Intelligence artificielle en santé, la loi de bioéthique

Par David Gruson (Chaire Santé ScPo Paris / fondateur Ethik IA)

L’insertion de l’intelligence artificielle dans le domaine de la santé est aussi révolutionnaire qu’elle suscite de la méfiance et de la prudence. En effet, la crainte est généralement celle d’un recours trop large ou délégation trop importante des décisions prises sur le fondement d’algorithmes intelligents. Ces algorithmes, majoritairement utilisés pour l’aide au diagnostic et au traitement nécessitent de reposer sur des principes éthiques de référence ; parmi eux celui du « garant humain » prédomine. Que dit la loi de bioéthique ?

Préserver la relation médecin – patient

La crainte généralement formulée par les patients est celle d’une « concurrence » de la machine qui viendrait prendre trop d’importance et aurait pour conséquence d’altérer la confiance du patient. Le médecin et le patient ne peuvent être exclus d’un processus diagnostique ou thérapeutique utilisant un algorithme.
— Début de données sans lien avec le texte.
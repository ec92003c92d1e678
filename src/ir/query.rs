use serde::{Deserialize, Serialize};

use crate::ir::{Expr, Ident, JoinKind, LockMode, SetOp, SortOrder};

/// A table reference with an optional alias.
#[derive(Debug, Clone, PartialEq, Serialize, Deserialize)]
pub struct TableRef {
    pub name: Ident,
    #[serde(default)]
    pub alias: Option<String>,
}

impl TableRef {
    pub fn new(name: impl Into<Ident>) -> Self {
        Self {
            name: name.into(),
            alias: None,
        }
    }

    pub fn aliased(name: impl Into<Ident>, alias: impl Into<String>) -> Self {
        Self {
            name: name.into(),
            alias: Some(alias.into()),
        }
    }
}

/// A join to another table.
#[derive(Debug, Clone, PartialEq, Serialize, Deserialize)]
pub struct Join {
    pub kind: JoinKind,
    pub table: TableRef,
    /// ON condition; absent for CROSS joins.
    #[serde(default)]
    pub on: Option<Expr>,
}

/// One ORDER BY entry.
#[derive(Debug, Clone, PartialEq, Serialize, Deserialize)]
pub struct Ordering {
    pub expr: Expr,
    pub order: SortOrder,
}

impl Ordering {
    pub fn asc(expr: Expr) -> Self {
        Self {
            expr,
            order: SortOrder::Asc,
        }
    }

    pub fn desc(expr: Expr) -> Self {
        Self {
            expr,
            order: SortOrder::Desc,
        }
    }
}

/// A common table expression definition.
#[derive(Debug, Clone, PartialEq, Serialize, Deserialize)]
pub struct Cte {
    pub name: String,
    /// Explicit column aliases. Some backends require these for
    /// recursive CTEs.
    #[serde(default)]
    pub columns: Vec<String>,
    #[serde(default)]
    pub recursive: bool,
    pub query: Box<Select>,
}

/// A SELECT statement.
#[derive(Debug, Clone, PartialEq, Default, Serialize, Deserialize)]
pub struct Select {
    #[serde(default)]
    pub ctes: Vec<Cte>,
    #[serde(default)]
    pub distinct: bool,
    /// Projected expressions; empty means `*`.
    #[serde(default)]
    pub columns: Vec<Expr>,
    /// Source table; `None` renders a table-less SELECT (the dialect may
    /// substitute a single-row dummy FROM).
    #[serde(default)]
    pub from: Option<TableRef>,
    #[serde(default)]
    pub joins: Vec<Join>,
    #[serde(default)]
    pub filter: Option<Expr>,
    #[serde(default)]
    pub group_by: Vec<Expr>,
    #[serde(default)]
    pub having: Option<Expr>,
    /// Chained set operations (UNION, INTERSECT, EXCEPT).
    #[serde(default)]
    pub compounds: Vec<(SetOp, Box<Select>)>,
    #[serde(default)]
    pub order_by: Vec<Ordering>,
    #[serde(default)]
    pub limit: Option<u64>,
    #[serde(default)]
    pub offset: Option<u64>,
    #[serde(default)]
    pub lock: Option<LockMode>,
}

impl Select {
    /// `SELECT * FROM <table>`
    pub fn from_table(table: impl Into<Ident>) -> Self {
        Self {
            from: Some(TableRef::new(table)),
            ..Default::default()
        }
    }

    /// A table-less SELECT over the given expressions.
    pub fn scalar(columns: Vec<Expr>) -> Self {
        Self {
            columns,
            ..Default::default()
        }
    }

    pub fn columns(mut self, columns: Vec<Expr>) -> Self {
        self.columns = columns;
        self
    }

    pub fn filter(mut self, condition: Expr) -> Self {
        self.filter = Some(condition);
        self
    }

    pub fn join(mut self, join: Join) -> Self {
        self.joins.push(join);
        self
    }

    pub fn with(mut self, cte: Cte) -> Self {
        self.ctes.push(cte);
        self
    }

    pub fn order(mut self, ordering: Ordering) -> Self {
        self.order_by.push(ordering);
        self
    }

    pub fn limit(mut self, n: u64) -> Self {
        self.limit = Some(n);
        self
    }
}

/// An INSERT statement.
#[derive(Debug, Clone, PartialEq, Serialize, Deserialize)]
pub struct Insert {
    pub table: Ident,
    #[serde(default)]
    pub columns: Vec<String>,
    /// One inner vector per row.
    pub values: Vec<Vec<Expr>>,
}

impl Insert {
    pub fn new(table: impl Into<Ident>, columns: Vec<String>, row: Vec<Expr>) -> Self {
        Self {
            table: table.into(),
            columns,
            values: vec![row],
        }
    }
}
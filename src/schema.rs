//! Schema introspection results.
//!
//! Backends report raw catalog rows; this module normalizes them into
//! [`ColumnInfo`] records with a semantic type tag derived from the raw
//! engine type name. Output is deterministic for identical inputs, so
//! callers may memoize it freely.

use serde::{Deserialize, Serialize};

use crate::dialect::Dialect;
use crate::engine::Row;
use crate::error::{DialectError, DialectResult};
use crate::ir::Value;

/// Normalized semantic type tags.
#[derive(Debug, Clone, Copy, PartialEq, Eq, Serialize, Deserialize)]
#[serde(rename_all = "snake_case")]
pub enum SemanticType {
    String,
    Integer,
    Float,
    Decimal,
    Boolean,
    Datetime,
    Date,
    Time,
    Blob,
    Uuid,
    Json,
}

/// One introspected column.
#[derive(Debug, Clone, PartialEq, Serialize, Deserialize)]
pub struct ColumnInfo {
    /// Normalized semantic type.
    #[serde(rename = "type")]
    pub typ: SemanticType,
    pub allow_null: bool,
    /// Raw default expression text; blank catalog defaults normalize to
    /// `None`.
    pub default: Option<String>,
    /// Raw engine type name, e.g. `varchar(20)`.
    pub db_type: String,
    pub primary_key: bool,
}

/// Classify a raw engine type name into a semantic tag.
///
/// Parenthesized arguments and case are ignored: `varchar(20)` and
/// `VARCHAR(20)` both classify as strings. Names outside the known set
/// fall back to [`SemanticType::String`].
pub fn classify_db_type(db_type: &str) -> SemanticType {
    let base = db_type
        .split('(')
        .next()
        .unwrap_or(db_type)
        .trim()
        .to_ascii_lowercase();
    match base.as_str() {
        "int" | "integer" | "smallint" | "bigint" | "tinyint" | "serial" | "bigserial" => {
            SemanticType::Integer
        }
        "float" | "real" | "double" | "double precision" => SemanticType::Float,
        "decimal" | "numeric" | "money" => SemanticType::Decimal,
        "boolean" | "bool" | "bit" => SemanticType::Boolean,
        "timestamp" | "timestamptz" | "datetime" => SemanticType::Datetime,
        "date" => SemanticType::Date,
        "time" | "timetz" => SemanticType::Time,
        "bytea" | "blob" | "binary" | "varbinary" => SemanticType::Blob,
        "uuid" => SemanticType::Uuid,
        "json" | "jsonb" => SemanticType::Json,
        _ => SemanticType::String,
    }
}

/// Decode one catalog row into a named [`ColumnInfo`].
///
/// Expects the column layout produced by the dialect's schema query:
/// `column_name`, `constraint_name`, `is_nullable`, `column_default`,
/// `data_type`. Primary-key membership is detected by matching the
/// dialect's well-known constraint name; when nothing matches the
/// column reports `primary_key: false`, not unknown.
pub fn column_info_from_row(row: &Row, dialect: &Dialect) -> DialectResult<(String, ColumnInfo)> {
    let name = match row.get("column_name") {
        Some(Value::String(s)) => s.clone(),
        other => {
            return Err(DialectError::Config(format!(
                "catalog row missing column_name (got {:?})",
                other
            )));
        }
    };
    let db_type = match row.get("data_type") {
        Some(Value::String(s)) => s.clone(),
        _ => String::new(),
    };
    let allow_null = is_truthy(row.get("is_nullable"));
    let default = match row.get("column_default") {
        Some(Value::String(s)) if !s.trim().is_empty() => Some(s.clone()),
        _ => None,
    };
    let primary_key = match (dialect.primary_key_constraint, row.get("constraint_name")) {
        (Some(expected), Some(Value::String(actual))) => actual == expected,
        _ => false,
    };

    Ok((
        name,
        ColumnInfo {
            typ: classify_db_type(&db_type),
            allow_null,
            default,
            db_type,
            primary_key,
        },
    ))
}

/// Catalogs report nullability as booleans or as t/f, YES/NO strings
/// depending on the engine.
fn is_truthy(value: Option<&Value>) -> bool {
    match value {
        Some(Value::Bool(b)) => *b,
        Some(Value::String(s)) => {
            matches!(s.to_ascii_lowercase().as_str(), "t" | "true" | "yes" | "y" | "1")
        }
        Some(Value::Int(n)) => *n != 0,
        _ => false,
    }
}

#[cfg(test)]
mod tests {
    use pretty_assertions::assert_eq;

    use super::*;
    use crate::dialect::Dialect;
    use crate::engine::Row;
    use crate::ir::Value;

    fn catalog_row(name: &str, db_type: &str, constraint: Option<&str>) -> Row {
        Row::new(
            vec![
                "column_name".to_string(),
                "constraint_name".to_string(),
                "is_nullable".to_string(),
                "column_default".to_string(),
                "data_type".to_string(),
            ],
            vec![
                Value::String(name.to_string()),
                constraint
                    .map(|c| Value::String(c.to_string()))
                    .unwrap_or(Value::Null),
                Value::String("true".to_string()),
                Value::Null,
                Value::String(db_type.to_string()),
            ],
        )
    }

    #[test]
    fn test_classify_db_type() {
        assert_eq!(classify_db_type("int"), SemanticType::Integer);
        assert_eq!(classify_db_type("varchar(20)"), SemanticType::String);
        assert_eq!(classify_db_type("TIMESTAMP"), SemanticType::Datetime);
        assert_eq!(classify_db_type("numeric(10,2)"), SemanticType::Decimal);
        assert_eq!(classify_db_type("bytea"), SemanticType::Blob);
    }

    #[test]
    fn test_column_info_from_rows() {
        let dialect = Dialect::vertica();
        let rows = vec![
            catalog_row("value", "int", None),
            catalog_row("time", "timestamp", None),
        ];
        let decoded: Vec<(String, ColumnInfo)> = rows
            .iter()
            .map(|r| column_info_from_row(r, &dialect).unwrap())
            .collect();

        assert_eq!(decoded[0].0, "value");
        assert_eq!(decoded[0].1.typ, SemanticType::Integer);
        assert!(!decoded[0].1.primary_key);
        assert_eq!(decoded[1].0, "time");
        assert_eq!(decoded[1].1.typ, SemanticType::Datetime);
        assert!(!decoded[1].1.primary_key);
    }

    #[test]
    fn test_primary_key_constraint_match() {
        let dialect = Dialect::vertica();
        let row = catalog_row("id", "int", Some("C_PRIMARY"));
        let (_, info) = column_info_from_row(&row, &dialect).unwrap();
        assert!(info.primary_key);

        // Any other constraint name does not mark a primary key.
        let row = catalog_row("id", "int", Some("C_UNIQUE"));
        let (_, info) = column_info_from_row(&row, &dialect).unwrap();
        assert!(!info.primary_key);
    }

    #[test]
    fn test_blank_default_normalizes_to_none() {
        let dialect = Dialect::vertica();
        let mut row = catalog_row("name", "varchar(80)", None);
        row.set("column_default", Value::String("  ".to_string()));
        let (_, info) = column_info_from_row(&row, &dialect).unwrap();
        assert_eq!(info.default, None);
    }

    #[test]
    fn test_serde_round_trip_uses_type_key() {
        let info = ColumnInfo {
            typ: SemanticType::Integer,
            allow_null: true,
            default: None,
            db_type: "int".to_string(),
            primary_key: false,
        };
        let json = serde_json::to_string(&info).unwrap();
        assert!(json.contains("\"type\":\"integer\""));
        let back: ColumnInfo = serde_json::from_str(&json).unwrap();
        assert_eq!(back, info);
    }
}
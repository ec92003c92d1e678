//! Per-engine behavior: operator emulations, capability errors, and
//! dialect-specific clause assembly.

use pretty_assertions::assert_eq;

use crate::dialect::Dialect;
use crate::error::DialectError;
use crate::ir::{Cte, Expr, Operator, Select, Value};
use crate::render;

fn filter_sql(condition: Expr, dialect: &Dialect) -> String {
    let stmt = Select::from_table("t").filter(condition);
    render::select(&stmt, dialect).unwrap().sql
}

fn filter_err(condition: Expr, dialect: &Dialect) -> DialectError {
    let stmt = Select::from_table("t").filter(condition);
    render::select(&stmt, dialect).unwrap_err()
}

#[test]
fn test_hsqldb_emulates_ilike_with_upper() {
    let cond = Expr::binary(Operator::ILike, Expr::col("name"), Expr::lit("a%"));
    assert_eq!(
        filter_sql(cond, &Dialect::hsqldb()),
        "SELECT * FROM \"t\" WHERE (UPPER(\"name\") LIKE UPPER('a%'))"
    );
}

#[test]
fn test_hsqldb_emulated_not_ilike_preserves_negation() {
    let cond = Expr::binary(Operator::NotILike, Expr::col("name"), Expr::lit("a%"));
    assert_eq!(
        filter_sql(cond, &Dialect::hsqldb()),
        "SELECT * FROM \"t\" WHERE (UPPER(\"name\") NOT LIKE UPPER('a%'))"
    );
}

#[test]
fn test_vertica_renders_ilike_natively() {
    let cond = Expr::binary(Operator::ILike, Expr::col("name"), Expr::lit("a%"));
    assert_eq!(
        filter_sql(cond, &Dialect::vertica()),
        "SELECT * FROM \"t\" WHERE (\"name\" ILIKE 'a%')"
    );
}

#[test]
fn test_hsqldb_bitwise_functions_fold_left_to_right() {
    let cond = Expr::nary(
        Operator::BitAnd,
        vec![Expr::col("a"), Expr::col("b"), Expr::col("c")],
    );
    assert_eq!(
        filter_sql(cond, &Dialect::hsqldb()),
        "SELECT * FROM \"t\" WHERE BITAND(BITAND(\"a\", \"b\"), \"c\")"
    );
}

#[test]
fn test_hsqldb_bitor_and_bitxor() {
    let d = Dialect::hsqldb();
    let or = Expr::binary(Operator::BitOr, Expr::col("a"), Expr::col("b"));
    assert_eq!(
        filter_sql(or, &d),
        "SELECT * FROM \"t\" WHERE BITOR(\"a\", \"b\")"
    );
    let xor = Expr::binary(Operator::BitXor, Expr::col("a"), Expr::col("b"));
    assert_eq!(
        filter_sql(xor, &d),
        "SELECT * FROM \"t\" WHERE BITXOR(\"a\", \"b\")"
    );
}

#[test]
fn test_vertica_bitwise_is_native() {
    let cond = Expr::binary(Operator::BitAnd, Expr::col("a"), Expr::col("b"));
    assert_eq!(
        filter_sql(cond, &Dialect::vertica()),
        "SELECT * FROM \"t\" WHERE (\"a\" & \"b\")"
    );
}

#[test]
fn test_hsqldb_complement_uses_twos_complement_identity() {
    let cond = Expr::unary(Operator::BitNot, Expr::col("x"));
    assert_eq!(
        filter_sql(cond, &Dialect::hsqldb()),
        "SELECT * FROM \"t\" WHERE ((0 - \"x\") - 1)"
    );
}

#[test]
fn test_hsqldb_shifts_become_power_of_two_arithmetic() {
    let d = Dialect::hsqldb();
    let shl = Expr::binary(Operator::Shl, Expr::col("a"), Expr::lit(2i64));
    assert_eq!(
        filter_sql(shl, &d),
        "SELECT * FROM \"t\" WHERE (\"a\" * POWER(2, 2))"
    );
    let shr = Expr::binary(Operator::Shr, Expr::col("a"), Expr::lit(2i64));
    assert_eq!(
        filter_sql(shr, &d),
        "SELECT * FROM \"t\" WHERE (\"a\" / POWER(2, 2))"
    );
}

#[test]
fn test_hsqldb_rejects_is_true() {
    let err = filter_err(
        Expr::unary(Operator::IsTrue, Expr::col("a")),
        &Dialect::hsqldb(),
    );
    assert_eq!(err.to_string(), "IS TRUE is not supported on hsqldb");
}

#[test]
fn test_vertica_renders_is_true_natively() {
    let cond = Expr::unary(Operator::IsTrue, Expr::col("a"));
    assert_eq!(
        filter_sql(cond, &Dialect::vertica()),
        "SELECT * FROM \"t\" WHERE (\"a\" IS TRUE)"
    );
}

#[test]
fn test_hsqldb_rejects_ctes() {
    let stmt = Select::from_table("recent").with(Cte {
        name: "recent".to_string(),
        columns: vec![],
        recursive: false,
        query: Box::new(Select::from_table("events")),
    });
    let err = render::select(&stmt, &Dialect::hsqldb()).unwrap_err();
    assert!(matches!(
        err,
        DialectError::Unsupported { ref feature, dialect: "hsqldb" }
            if feature.contains("common table expressions")
    ));
}

#[test]
fn test_recursive_cte_without_aliases_rejected_when_required() {
    let mut d = Dialect::ansi();
    d.caps.recursive_cte_requires_column_aliases = true;
    let stmt = Select::from_table("walk").with(Cte {
        name: "walk".to_string(),
        columns: vec![],
        recursive: true,
        query: Box::new(Select::scalar(vec![Expr::lit(1i64)])),
    });
    assert!(render::select(&stmt, &d).is_err());
}

#[test]
fn test_hsqldb_table_less_select_gets_dummy_from() {
    let stmt = Select::scalar(vec![Expr::lit(1i64)]);
    assert_eq!(
        render::select(&stmt, &Dialect::hsqldb()).unwrap().sql,
        "SELECT 1 FROM (VALUES (0))"
    );
}

#[test]
fn test_hsqldb_explicit_from_wins_over_dummy() {
    let stmt = Select::from_table("users").columns(vec![Expr::lit(1i64)]);
    assert_eq!(
        render::select(&stmt, &Dialect::hsqldb()).unwrap().sql,
        "SELECT 1 FROM \"users\""
    );
}

#[test]
fn test_hsqldb_boolean_literals() {
    let d = Dialect::hsqldb();
    assert_eq!(render::literal(&Value::Bool(true), &d), "TRUE");
    assert_eq!(render::literal(&Value::Bool(false), &d), "FALSE");
}

#[test]
fn test_boolean_tokens_come_from_the_descriptor() {
    let mut d = Dialect::ansi();
    d.bool_true = "1";
    d.bool_false = "0";
    assert_eq!(render::literal(&Value::Bool(true), &d), "1");
    assert_eq!(render::literal(&Value::Bool(false), &d), "0");
}

#[test]
fn test_hsqldb_time_literal_drops_fractional_seconds() {
    let d = Dialect::hsqldb();
    let time = chrono::NaiveTime::from_hms_micro_opt(12, 30, 45, 500_000).unwrap();
    assert_eq!(render::literal(&Value::from(time), &d), "'12:30:45'");

    // Timestamps keep them.
    let ts = chrono::NaiveDate::from_ymd_opt(2024, 1, 15)
        .unwrap()
        .and_hms_micro_opt(12, 30, 45, 500_000)
        .unwrap();
    assert_eq!(
        render::literal(&Value::from(ts), &d),
        "'2024-01-15 12:30:45.500000'"
    );
}

#[test]
fn test_emulation_error_carries_no_sql() {
    let err = filter_err(
        Expr::unary(Operator::IsFalse, Expr::col("a")),
        &Dialect::hsqldb(),
    );
    // Capability errors are raised before rendering completes, so
    // attaching SQL later must leave them untouched.
    let err = err.with_sql("SELECT 1");
    assert!(matches!(err, DialectError::Unsupported { .. }));
}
Le médecin doit rester décideur

Limiter les risques de délégation des décisions médicales à l’algorithme. Le médecin ne peut pas être un simple exécutant de l’algorithme en appuyant sur le bouton de la solution, sans pouvoir remettre en question les résultats.

La responsabilité médicale, modifiée par la machine intelligente, doit être clarifiée

En cas d’erreur dans le diagnostic médical ou le traitement prescrit après utilisation d’un algorithme, le patient doit pouvoir être indemnisé du préjudice. En l’absence de défaut établi de l’algorithme, la responsabilité du médecin ne peut être engagée seulement en cas de faute de sa part. Le seul fait que le médecin ne suive pas les recommandations d’un algorithme, ne peut être établi comme une faute.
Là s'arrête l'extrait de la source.